A brush head (4) for a toothbrush comprising a plurality of bristles (1), wherein the bristles (1) include a composite of an insulating material and a metal fibre and means is provided for establishing a potential difference across an electrode (5) positioned in the vicinity of the bristles (1) and the bristles, said brush head being characterised in that one or more trace elements are deposited on to the fibre.
A brush head according to claim 1 wherein the one or more trace elements include one or more of molybdenum, cobalt vanadinum, beryllium, platinum and rhenium.
A brush element according to claim 1 or claim 2 wherein the metal fibre is tungsten having boron deposited thereon.

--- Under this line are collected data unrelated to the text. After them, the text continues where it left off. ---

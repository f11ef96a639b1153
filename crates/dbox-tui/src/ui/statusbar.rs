//! Status bar rendering with theme support.
//!
//! The status bar occupies a single row at the bottom of the terminal and
//! shows the cursor position, the selection count, the entry under the
//! cursor, and the current transient message.

use dbox_core::config::theme::{parse_color, Theme};
use dbox_core::{Notice, NoticeKind, RemoteEntry};
use ratatui::{
    layout::Rect,
    style::{Modifier, Style},
    text::{Line, Span},
    widgets::Paragraph,
    Frame,
};

/// Data needed to render the status bar.
pub struct StatusBarProps<'a> {
    pub entry_count: usize,
    pub cursor: usize,
    pub cursor_entry: Option<&'a RemoteEntry>,
    pub selected_count: usize,
    pub notice: Option<&'a Notice>,
}

/// Renders the bottom status bar.
pub fn render_statusbar(f: &mut Frame, area: Rect, props: &StatusBarProps<'_>, theme: &Theme) {
    let bg = parse_color(&theme.statusbar.bg);
    let position_fg = parse_color(&theme.statusbar.position_fg);

    let position = if props.entry_count > 0 {
        format!(" {}/{}", props.cursor + 1, props.entry_count)
    } else {
        " 0/0".to_owned()
    };

    let selection = if props.selected_count > 0 {
        format!("  [{} selected]", props.selected_count)
    } else {
        String::new()
    };

    let file_info = props.cursor_entry.map(entry_info).unwrap_or_default();

    let line = Line::from(vec![
        Span::styled(
            position,
            Style::default()
                .fg(position_fg)
                .bg(bg)
                .add_modifier(Modifier::BOLD),
        ),
        Span::styled(
            selection,
            Style::default()
                .fg(parse_color(&theme.statusbar.selection_fg))
                .bg(bg)
                .add_modifier(Modifier::BOLD),
        ),
        Span::styled(file_info, Style::default().fg(position_fg).bg(bg)),
        notice_span(props.notice, theme),
    ]);

    let bar = Paragraph::new(line).style(Style::default().bg(bg));
    f.render_widget(bar, area);
}

fn entry_info(entry: &RemoteEntry) -> String {
    if entry.is_folder() {
        format!("  [DIR] {}", entry.name())
    } else {
        format!("  {} ({})", entry.name(), format_size(entry.size()))
    }
}

fn notice_span(notice: Option<&Notice>, theme: &Theme) -> Span<'static> {
    let Some(notice) = notice else {
        return Span::raw("");
    };
    let bg = parse_color(&theme.statusbar.bg);
    let (fg, modifier) = match notice.kind {
        NoticeKind::Error => (parse_color(&theme.statusbar.error_fg), Modifier::BOLD),
        NoticeKind::Status => (parse_color(&theme.statusbar.message_fg), Modifier::ITALIC),
    };
    Span::styled(
        format!("  {}", notice.text),
        Style::default().fg(fg).bg(bg).add_modifier(modifier),
    )
}

fn format_size(bytes: u64) -> String {
    const KB: u64 = 1024;
    const MB: u64 = KB * 1024;
    const GB: u64 = MB * 1024;

    if bytes >= GB {
        format!("{:.1} GB", bytes as f64 / GB as f64)
    } else if bytes >= MB {
        format!("{:.1} MB", bytes as f64 / MB as f64)
    } else if bytes >= KB {
        format!("{:.1} KB", bytes as f64 / KB as f64)
    } else {
        format!("{bytes} B")
    }
}
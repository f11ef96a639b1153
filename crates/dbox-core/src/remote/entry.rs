//! Remote entry representation.

use std::hash::{Hash, Hasher};
use std::time::SystemTime;

use unicode_normalization::UnicodeNormalization;

use super::path::normalize;

/// A single file or folder in the remote store.
///
/// `RemoteEntry` is immutable. The `path` is the identity key: it is
/// lower-cased on construction because the store compares paths
/// case-insensitively, so two entries whose paths differ only in case are
/// the same entry. Folder sizes are always `0`.
///
/// # Examples
///
/// ```
/// use dbox_core::RemoteEntry;
///
/// let entry = RemoteEntry::file("Report.PDF", "/Docs/Report.PDF", 2048, None);
/// assert_eq!(entry.name(), "Report.PDF");
/// assert_eq!(entry.path(), "/docs/report.pdf");
/// ```
#[derive(Debug, Clone)]
pub struct RemoteEntry {
    name: String,
    path: String,
    is_folder: bool,
    size: u64,
    modified: Option<SystemTime>,
}

impl RemoteEntry {
    /// Creates an entry, normalizing the name to NFC and the path to its
    /// canonical lower-case form.
    pub fn new(
        name: &str,
        path: &str,
        is_folder: bool,
        size: u64,
        modified: Option<SystemTime>,
    ) -> Self {
        Self {
            name: name.nfc().collect(),
            path: normalize(path),
            is_folder,
            size: if is_folder { 0 } else { size },
            modified,
        }
    }

    /// Shorthand for a file entry.
    pub fn file(name: &str, path: &str, size: u64, modified: Option<SystemTime>) -> Self {
        Self::new(name, path, false, size, modified)
    }

    /// Shorthand for a folder entry.
    pub fn folder(name: &str, path: &str) -> Self {
        Self::new(name, path, true, 0, None)
    }

    /// Display name (last path component, original casing).
    pub fn name(&self) -> &str {
        &self.name
    }

    /// Canonical lower-case path, e.g. `"/photos/2024"`.
    pub fn path(&self) -> &str {
        &self.path
    }

    pub fn is_folder(&self) -> bool {
        self.is_folder
    }

    /// File size in bytes. Always `0` for folders.
    pub fn size(&self) -> u64 {
        self.size
    }

    /// Server-side modification time. Folders carry none.
    pub fn modified(&self) -> Option<SystemTime> {
        self.modified
    }

    /// Lower-cased extension of the name, if any.
    pub fn extension(&self) -> Option<String> {
        let (stem, ext) = self.name.rsplit_once('.')?;
        if stem.is_empty() || ext.is_empty() {
            return None;
        }
        Some(ext.to_lowercase())
    }
}

impl PartialEq for RemoteEntry {
    fn eq(&self, other: &Self) -> bool {
        self.path == other.path
    }
}

impl Eq for RemoteEntry {}

impl Hash for RemoteEntry {
    fn hash<H: Hasher>(&self, state: &mut H) {
        self.path.hash(state);
    }
}
pub mod cdf;
pub mod error;
pub mod parse;
pub mod report;
pub mod stats;
pub mod throughput;

pub use error::{AnalysisError, Result};
pub use report::{AlgorithmReport, BenchmarkReport};
pub use stats::SeriesSummary;
pub use throughput::ThroughputAggregator;
pub mod config;
pub mod record;
pub mod scenario;
pub mod series;

pub use record::{NodeId, QueueSample, TraceEvent, TraceRecord};
pub use series::{CdfSeries, SampleSeries, ThroughputSeries};

pub use config::{AlgorithmSet, BENCHMARK_LABELS, BenchConfig, ThroughputConfig};
pub use scenario::{AlgorithmOverride, BenchOverride, ThroughputOverride};
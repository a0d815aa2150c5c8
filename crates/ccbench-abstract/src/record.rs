use serde::{Deserialize, Serialize};

pub type NodeId = u32;

/// Event marker found in the first column of a simulator trace line.
#[derive(Debug, Clone, Copy, Serialize, Deserialize, PartialEq, Eq, Hash)]
#[serde(rename_all = "snake_case")]
pub enum TraceEvent {
    /// `+`
    Enqueue,
    /// `-`
    Dequeue,
    /// `r`
    Receive,
    /// `d`
    Drop,
}

impl TraceEvent {
    pub fn from_marker(marker: &str) -> Option<Self> {
        match marker {
            "+" => Some(TraceEvent::Enqueue),
            "-" => Some(TraceEvent::Dequeue),
            "r" => Some(TraceEvent::Receive),
            "d" => Some(TraceEvent::Drop),
            _ => None,
        }
    }

    pub fn marker(&self) -> &'static str {
        match self {
            TraceEvent::Enqueue => "+",
            TraceEvent::Dequeue => "-",
            TraceEvent::Receive => "r",
            TraceEvent::Drop => "d",
        }
    }
}

/// One packet event of a simulator trace.
///
/// Column layout: `event time from to type size flags flow_id src dst seq [pkt_id]`.
#[derive(Debug, Clone, Serialize, Deserialize, PartialEq)]
pub struct TraceRecord {
    pub event: TraceEvent,
    /// Seconds since the start of the simulation.
    pub time: f64,
    /// Node that emitted the event (the link's upstream end).
    pub from_node: NodeId,
    pub to_node: NodeId,
    /// Packet type tag, e.g. `tcp` or `ack`.
    pub packet_type: String,
    /// Packet length in bytes.
    pub size: u64,
    pub flags: String,
    pub flow_id: i64,
    pub src_addr: String,
    pub dst_addr: String,
    pub seq_num: u64,
    pub packet_id: Option<u64>,
}

impl TraceRecord {
    pub fn matches(&self, event: TraceEvent, protocol: &str) -> bool {
        self.event == event && self.packet_type == protocol
    }
}

/// One sample written by the simulator's queue monitor.
#[derive(Debug, Clone, Copy, Serialize, Deserialize, PartialEq, Default)]
pub struct QueueSample {
    pub time: f64,
    pub from_node: NodeId,
    pub to_node: NodeId,
    pub size_bytes: f64,
    pub size_packets: f64,
    pub arrivals_packets: f64,
    pub departures_packets: f64,
    pub drops_packets: f64,
    pub arrivals_bytes: f64,
    pub departures_bytes: f64,
    pub drops_bytes: f64,
}
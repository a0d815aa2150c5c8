pub mod benchmark;
pub mod chart;
pub mod experiment;
pub mod files;

pub use benchmark::{overlay_cdfs, overlay_throughputs, plot_all_rtt_cdf, plot_all_total_thp};
pub use experiment::{Plotted, plot_queue, plot_rtt, plot_throughput};
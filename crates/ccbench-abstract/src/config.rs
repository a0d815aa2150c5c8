use crate::record::TraceEvent;
use serde::{Deserialize, Serialize};
use std::path::PathBuf;

/// Parameters of the windowed throughput aggregation.
#[derive(Debug, Clone, Serialize, Deserialize, PartialEq)]
pub struct ThroughputConfig {
    /// Window width in seconds.
    pub granularity: f64,
    pub num_clients: u32,
    pub num_leafs: u32,
    pub num_spines: u32,
    /// Trace event that counts as "on the wire" for throughput purposes.
    pub event: TraceEvent,
    /// Packet type tag (field 4 of a trace line) to keep.
    pub protocol: String,
}

impl Default for ThroughputConfig {
    fn default() -> Self {
        Self {
            granularity: 0.001,
            num_clients: 1,
            num_leafs: 0,
            num_spines: 1,
            event: TraceEvent::Dequeue,
            protocol: "tcp".to_string(),
        }
    }
}

impl ThroughputConfig {
    pub fn with_clients(num_clients: u32) -> Self {
        Self {
            num_clients,
            ..Default::default()
        }
    }

    /// Clients, leafs, spines and the sink; `None` if the count overflows.
    pub fn num_nodes(&self) -> Option<u32> {
        self.num_clients
            .checked_add(self.num_leafs)?
            .checked_add(self.num_spines)?
            .checked_add(1)
    }
}

/// Legend labels of the benchmarked algorithms, in plotting order.
pub const BENCHMARK_LABELS: [&str; 3] = ["Timely", "Hope-Max", "Hope-Sum"];

/// File stems of the three benchmarked runs inside the output directory.
#[derive(Debug, Clone, Serialize, Deserialize, PartialEq, Eq)]
pub struct AlgorithmSet {
    pub timely: String,
    pub hope_max: String,
    pub hope_sum: String,
}

impl Default for AlgorithmSet {
    fn default() -> Self {
        Self {
            timely: "timely".to_string(),
            hope_max: "hope_max".to_string(),
            hope_sum: "hope_sum".to_string(),
        }
    }
}

impl AlgorithmSet {
    /// `(legend label, file stem)` in benchmark order.
    pub fn labelled(&self) -> [(&'static str, &str); 3] {
        let [timely, hope_max, hope_sum] = BENCHMARK_LABELS;
        [
            (timely, self.timely.as_str()),
            (hope_max, self.hope_max.as_str()),
            (hope_sum, self.hope_sum.as_str()),
        ]
    }
}

#[derive(Debug, Clone, Serialize, Deserialize)]
pub struct BenchConfig {
    pub out_dir: PathBuf,
    pub throughput: ThroughputConfig,
    pub algorithms: AlgorithmSet,
    pub plot_queue: bool,
}

impl BenchConfig {
    pub fn new(out_dir: impl Into<PathBuf>, throughput: ThroughputConfig) -> Self {
        Self {
            out_dir: out_dir.into(),
            throughput,
            algorithms: AlgorithmSet::default(),
            plot_queue: true,
        }
    }
}

#[cfg(test)]
mod tests {
    use super::*;

    #[test]
    fn node_table_counts_sink() {
        let config = ThroughputConfig {
            num_clients: 4,
            num_leafs: 2,
            num_spines: 1,
            ..Default::default()
        };
        assert_eq!(config.num_nodes(), Some(8));
    }

    #[test]
    fn oversized_node_table_does_not_wrap() {
        let config = ThroughputConfig {
            num_clients: u32::MAX,
            num_spines: 0,
            ..Default::default()
        };
        assert_eq!(config.num_nodes(), None);
    }

    #[test]
    fn labels_follow_benchmark_order() {
        let set = AlgorithmSet::default();
        let labels: Vec<&str> = set.labelled().iter().map(|(l, _)| *l).collect();
        assert_eq!(labels, ["Timely", "Hope-Max", "Hope-Sum"]);
    }
}
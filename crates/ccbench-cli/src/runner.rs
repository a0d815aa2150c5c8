use anyhow::{Result, ensure};
use ccbench_abstract::{BenchConfig, CdfSeries, ThroughputSeries};
use ccbench_analysis::{AlgorithmReport, BenchmarkReport, SeriesSummary};
use ccbench_plot::{plot_all_rtt_cdf, plot_all_total_thp, plot_queue, plot_rtt, plot_throughput};
use tracing::info;

struct AlgorithmRun {
    report: AlgorithmReport,
    cdf: CdfSeries,
    throughput: ThroughputSeries,
}

fn run_algorithm(config: &BenchConfig, label: &str, name: &str) -> Result<AlgorithmRun> {
    let out_dir = config.out_dir.as_path();
    info!("Processing {label} run '{name}'");

    let rtt = plot_rtt(name, out_dir)?;
    let thp = plot_throughput(name, out_dir, &config.throughput)?;
    let (cdf, throughput) = (rtt.series, thp.series);
    let mut charts = rtt.charts;
    charts.extend(thp.charts);

    let queue_packets = if config.plot_queue {
        let queue = plot_queue(name, out_dir)?;
        charts.extend(queue.charts);
        SeriesSummary::from_values(&queue.series.values())
    } else {
        None
    };

    let report = AlgorithmReport {
        label: label.to_string(),
        name: name.to_string(),
        rtt: SeriesSummary::from_sorted(&cdf.values),
        total_throughput: SeriesSummary::from_values(&throughput.total),
        windows: throughput.len(),
        queue_packets,
        charts,
    };
    Ok(AlgorithmRun {
        report,
        cdf,
        throughput,
    })
}

/// Plot every run of the benchmark, then overlay the three algorithms.
pub fn run_benchmark(config: &BenchConfig) -> Result<BenchmarkReport> {
    ensure!(
        config.out_dir.is_dir(),
        "Output directory {} does not exist",
        config.out_dir.display()
    );

    let mut report = BenchmarkReport::new(config.clone());
    let mut runs = Vec::with_capacity(3);
    for (label, name) in config.algorithms.labelled() {
        runs.push(run_algorithm(config, label, name)?);
    }

    let out_dir = config.out_dir.as_path();
    let [timely, hope_max, hope_sum] = [&runs[0], &runs[1], &runs[2]];
    report.charts.push(plot_all_rtt_cdf(
        out_dir,
        &timely.cdf,
        &hope_max.cdf,
        &hope_sum.cdf,
    )?);
    report.charts.push(plot_all_total_thp(
        out_dir,
        &timely.throughput,
        &hope_max.throughput,
        &hope_sum.throughput,
    )?);

    report.algorithms = runs.into_iter().map(|run| run.report).collect();
    Ok(report)
}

A brush element according to claim 1, 2, or 3 wherein the insulating material is nylon.
A toothbrush according to claim 4, wherein the bristles are coupled to a second electrode (9) by means of a conductive binder material (2).
A toothbrush according to claim 5, comprising a cavity for receiving a battery (12), the terminals of which can be electrically coupled to the first and second electrodes.
A toothbrush according to claim 4, 5 or 6 wherein the bristles are secured to the brush by a non-conductive binder.
A method of providing a brush head for a toothbrush according to any one of claims 1 to 7 comprising:
combining an insulating material with a metal filament and comprising means for establishing a potential difference across an electrode (5) positioned in the vicinity of the bristles (1) and the bristles. characterised by reducing, in a hydrogen atmosphere, halides of one or more trace elements so as to deposit one or more of the trace elements on to the filament of metal.
A method according to claim 8, comprising reducing in a hydrogen atmosphere a halide of boron so as to deposit boron on to the metal filament.